L’errore di credere nel futuro
Siamo ai titoli di coda. Già, la nostra storia pare davvero ormai giunta all’epilogo. Del resto, lo avrete anche sospettato non trovando lo strillone per le strade della città e il giornale in edicola. La crisi morde, gli effetti sono devastanti e noi ne siamo stati risucchiati. Dopo tanti anni, stiamo per consegnarci al ‘nemico’, per una sorta di resa ultima che non avremmo mai e poi mai voluto. Ma noi siamo un giornale che vive in una città in declino da almeno un decennio, e quindi non sfuggiamo al destino di tante, tantissime aziende medie e piccole che nel corso del tempo hanno alzato bandiera bianca. Vi chiederete: e allora perché in circolazione per qualche altra settimana, e per giunta con pagine ridotte e per quattro edizioni su sette giorni? Perché vogliamo uscirne con la dignità che ci ha sempre contraddistinto e, permettete?, perché la speranza è sempre l’ultima a morire.

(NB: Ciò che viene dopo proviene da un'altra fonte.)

#[cfg(test)]
mod tests {
    use super::*;
    use std::fs;
    use std::path::PathBuf;
    use tempfile::TempDir;

    const GLOBAL: &str = "databaseConnectionURL=jdbc:x://h/\n\
                          databaseSchema=core\n\
                          DriverType=org.x.Driver\n\
                          databaseUsername=u\n\
                          databasePassword=p\n";

    struct Deployment {
        root: TempDir,
    }

    impl Deployment {
        fn new(global: &str) -> Self {
            let root = tempfile::tempdir().unwrap();
            let classes = root.path().join("WEB-INF/classes");
            fs::create_dir_all(classes.join("challenges")).unwrap();
            fs::create_dir_all(classes.join("lessons")).unwrap();
            fs::write(classes.join("database.properties"), global).unwrap();
            Self { root }
        }

        fn global_path(&self) -> PathBuf {
            self.root.path().join("WEB-INF/classes/database.properties")
        }

        fn challenge(&self, name: &str, contents: &str) {
            let path = self
                .root
                .path()
                .join("WEB-INF/classes/challenges")
                .join(format!("{name}.properties"));
            fs::write(path, contents).unwrap();
        }

        fn lesson(&self, name: &str, contents: &str) {
            let path = self
                .root
                .path()
                .join("WEB-INF/classes/lessons")
                .join(format!("{name}.properties"));
            fs::write(path, contents).unwrap();
        }

        fn resolve(&self, name: ResourceName, allow_multi: bool) -> Result<ConnectionParameters> {
            ConnectionResolver::new(ResourceLocator::new(self.global_path())).resolve(
                &name,
                self.root.path(),
                allow_multi,
            )
        }
    }

    #[test]
    fn test_core_without_options() {
        let deployment = Deployment::new(GLOBAL);
        let params = deployment.resolve(ResourceName::Core, false).unwrap();

        assert_eq!(
            params,
            ConnectionParameters {
                driver_type: "org.x.Driver".into(),
                connection_url: "jdbc:x://h/core".into(),
                options: String::new(),
                username: "u".into(),
                password: "p".into(),
            }
        );
    }

    #[test]
    fn test_core_allow_multi_has_no_leading_separator() {
        let deployment = Deployment::new(GLOBAL);
        let params = deployment.resolve(ResourceName::Core, true).unwrap();
        assert_eq!(params.options, "allowMultiQueries=yes");
    }

    #[test]
    fn test_allow_multi_appends_to_existing_options() {
        let deployment = Deployment::new(&format!("{GLOBAL}databaseOptions=useSSL=false\n"));
        let params = deployment.resolve(ResourceName::Core, true).unwrap();
        assert_eq!(params.options, "useSSL=false&allowMultiQueries=yes");
    }

    #[test]
    fn test_core_missing_schema_is_configuration_error() {
        let deployment = Deployment::new(&GLOBAL.replace("databaseSchema=core\n", ""));
        let err = deployment.resolve(ResourceName::Core, false).unwrap_err();

        assert!(matches!(err, ConfigError::Configuration { .. }));
        assert!(err.root_cause().is_property_not_found());
    }

    #[test]
    fn test_application_ignores_schema() {
        let deployment = Deployment::new(GLOBAL);
        let params = deployment.resolve(ResourceName::Application, false).unwrap();
        assert_eq!(params.connection_url, "jdbc:x://h/");
        assert_eq!(params.username, "u");
    }

    #[test]
    fn test_challenge_layers_overlay() {
        let deployment = Deployment::new(GLOBAL);
        deployment.challenge(
            "lvl1",
            "databaseConnectionURL=lvl1schema\n\
             databaseUsername=lvl1user\n\
             databasePassword=lvl1pass\n\
             databaseOptions=useUnicode=true\n",
        );

        let params = deployment
            .resolve(ResourceName::Challenge("lvl1".into()), false)
            .unwrap();

        assert_eq!(params.driver_type, "org.x.Driver");
        assert_eq!(params.connection_url, "jdbc:x://h/lvl1schema");
        assert_eq!(params.username, "lvl1user");
        assert_eq!(params.password, "lvl1pass");
        assert_eq!(params.options, "useUnicode=true");
    }

    #[test]
    fn test_challenge_ignores_global_options() {
        let deployment = Deployment::new(&format!("{GLOBAL}databaseOptions=useSSL=false\n"));
        deployment.challenge(
            "lvl1",
            "databaseConnectionURL=s\ndatabaseUsername=a\ndatabasePassword=b\n",
        );

        let params = deployment
            .resolve(ResourceName::Challenge("lvl1".into()), false)
            .unwrap();
        assert_eq!(params.options, "");
    }

    #[test]
    fn test_challenge_missing_username_is_fatal() {
        let deployment = Deployment::new(GLOBAL);
        deployment.challenge("lvl1", "databaseConnectionURL=s\ndatabasePassword=b\n");

        let err = deployment
            .resolve(ResourceName::Challenge("lvl1".into()), false)
            .unwrap_err();

        match err {
            ConfigError::Configuration { source, .. } => {
                assert!(matches!(*source, ConfigError::PropertyNotFound { ref key, .. } if key == KEY_USERNAME));
            }
            other => panic!("expected configuration error, got {other:?}"),
        }
    }

    #[test]
    fn test_missing_challenge_file_is_fatal() {
        let deployment = Deployment::new(GLOBAL);
        let err = deployment
            .resolve(ResourceName::Challenge("nope".into()), false)
            .unwrap_err();

        assert!(matches!(
            err.root_cause(),
            ConfigError::ResourceNotFound { .. }
        ));
    }

    #[test]
    fn test_traversal_stays_in_challenges_dir() {
        let deployment = Deployment::new(GLOBAL);
        deployment.challenge(
            "etcpasswd",
            "databaseConnectionURL=s\ndatabaseUsername=a\ndatabasePassword=b\n",
        );

        let params = deployment
            .resolve(ResourceName::Challenge("../../etc/passwd".into()), false)
            .unwrap();
        assert_eq!(params.connection_url, "jdbc:x://h/s");
    }

    #[test]
    fn test_lesson_never_applies_options() {
        let deployment = Deployment::new(GLOBAL);
        deployment.lesson(
            "SqlInjLesson",
            "databaseConnectionURL=SqlInjLesson\n\
             databaseUsername=lessonUser\n\
             databasePassword=lessonPass\n\
             databaseOptions=ignored=1\n",
        );

        let params = deployment
            .resolve(ResourceName::Lesson("SqlInjLesson".into()), false)
            .unwrap();

        assert_eq!(params.connection_url, "jdbc:x://h/SqlInjLesson");
        assert_eq!(params.username, "lessonUser");
        assert_eq!(params.options, "");
    }

    #[test]
    fn test_missing_global_file_is_fatal() {
        let root = tempfile::tempdir().unwrap();
        let resolver =
            ConnectionResolver::new(ResourceLocator::new(root.path().join("database.properties")));

        let err = resolver
            .resolve(&ResourceName::Core, root.path(), false)
            .unwrap_err();
        assert!(matches!(
            err.root_cause(),
            ConfigError::ResourceNotFound { .. }
        ));
    }

    #[test]
    fn test_invalid_challenge_name_is_fatal() {
        let deployment = Deployment::new(GLOBAL);
        let err = deployment
            .resolve(ResourceName::Challenge("./.".into()), false)
            .unwrap_err();
        assert!(matches!(
            err.root_cause(),
            ConfigError::InvalidResourceName { .. }
        ));
    }

    #[test]
    fn test_modified_global_is_reread() {
        let deployment = Deployment::new(GLOBAL);
        assert_eq!(
            deployment.resolve(ResourceName::Core, false).unwrap().username,
            "u"
        );

        fs::write(
            deployment.global_path(),
            GLOBAL.replace("databaseUsername=u", "databaseUsername=rotated"),
        )
        .unwrap();
        assert_eq!(
            deployment.resolve(ResourceName::Core, false).unwrap().username,
            "rotated"
        );
    }

    #[test]
    fn test_url_with_options() {
        let mut params = ConnectionParameters {
            driver_type: "d".into(),
            connection_url: "jdbc:mysql://h/core".into(),
            options: String::new(),
            username: "u".into(),
            password: "p".into(),
        };
        assert_eq!(params.url_with_options(), "jdbc:mysql://h/core");

        params.push_option("useSSL=false");
        params.push_option(MULTI_STATEMENT_OPTION);
        assert_eq!(
            params.url_with_options(),
            "jdbc:mysql://h/core?useSSL=false&allowMultiQueries=yes"
        );
    }

    #[test]
    fn test_validate_rejects_empty_credentials() {
        let params = ConnectionParameters {
            driver_type: "d".into(),
            connection_url: "u".into(),
            options: String::new(),
            username: "user".into(),
            password: String::new(),
        };
        let err = params.validate().unwrap_err();
        assert!(matches!(
            err.root_cause(),
            ConfigError::EmptyParameter { field: "password" }
        ));
    }

    #[test]
    fn test_password_is_redacted() {
        let params = ConnectionParameters {
            driver_type: "d".into(),
            connection_url: "u".into(),
            options: String::new(),
            username: "user".into(),
            password: "hunter2".into(),
        };
        assert!(!format!("{params:?}").contains("hunter2"));

        let json = serde_json::to_value(&params).unwrap();
        assert_eq!(json["password"], "[REDACTED]");
        assert_eq!(json["connectionURL"], "u");
        assert_eq!(json["driverType"], "d");
    }
}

Già, perché pur consapevoli che nessuno lancerà una ciambella di salvataggio, vogliamo ancora ‘restare vivi’. Sì, noi non abbiamo padrini politici o gruppi imprenditoriali alle spalle o contributi dello Stato: viviamo di vendite e pubblicità, una formula che paga a caro prezzo la crisi di una città (e di un Paese) il cui futuro è del tutto incerto. Una formula evidentemente sbagliata, perché la libertà di manovra e di parola è un lusso che qui non è permesso. E non ci sarà alcun decreto del governo o contrattazione sindacale per salvarci: siamo microscopici e soprattutto siamo scomodi. Del resto, neppure chi si sollazza con i contributi pubblici o il portafoglio dei potenti vive annate sfavillanti, tutt’altro: quante ‘vittime’ ha provocato e sta provocando il mondo dell’editoria, anche se nessun ve lo confida?
Qui errori ne abbiam commessi, per carità. Uno su tutti: aver interpretato male la città, non averne capito il carattere, l’averla invece vissuta fino in fondo con lo sguardo di quanti la desiderano e la sognano differente. Insomma, non ci siamo lasciati ‘normalizzare’, ribellandoci sempre e comunque a quanti hanno distrutto la bellezza di questa terra. Appunto, coloro i quali ancora oggi poltriscono nei salotti buoni e gestiscono la comunità con il joystick, fregandosene altamente degli altri, però – attenzione – da colonnelli fedeli dello Stato padrone. Di grazia, questa è una città lamentosa e abile a menar le colpe sugli altri, capace di delegare anziché imbracciare i forconi e riappropriarsi delle leve di comando. Come può pretendersi una deviazione sulla rotta decisa altrove? Qui accade davvero di tutto, la città va spegnendosi lentamente ma inesorabilmente, eppur c’è chi la mena altrove, affibbiando errori agli altri e mai assumendosi responsabilità. Piuttosto urla, s’inorgoglisce, piange e si commuove: e poi? Non conosce il senso della comunità, semmai la osteggia.
Ecco perché abbiamo sbagliato. Avremmo dovuto beccar qualche imbarcata di danaro dall’Ilva e dall’Eni e dalla Total (pardon: da quest’ultima abbiamo accettato un paio di pubblicità ma siamo stati cannoneggiati senza pietà, facendo silenzio su altri che di soldi ne hanno incassati a container); genuflessi avremmo dovuto asservire questa e quella cordata politica; lascivi avremmo dovuto editare ‘marchette’ anziché opinioni; serpenti avremmo dovuto frequentare i divani che contano; sbavanti avremmo dovuto seguire la scia dei profeti e degli onnipotenti che imperversano dalle nostre parti. Non l’abbiamo capito ed è giusto pagarne le conseguenze: abbiamo scelto di servire diversamente la città, e purtroppo la storia ci ha sconfitto. Non siamo mai stati i migliori, ma artigiani della penna e del pensiero: noi ci abbiamo messo la faccia, negli anni abbiamo rischiato le ‘mazzate’ di qualche ‘allegra’ amicizia ilvina, abbiamo pure ricevuto qualche messaggio mafioso e un paio di pallottole imbustate. Forse, l’avremmo dovuto capire allora ch’era meglio lasciar perdere.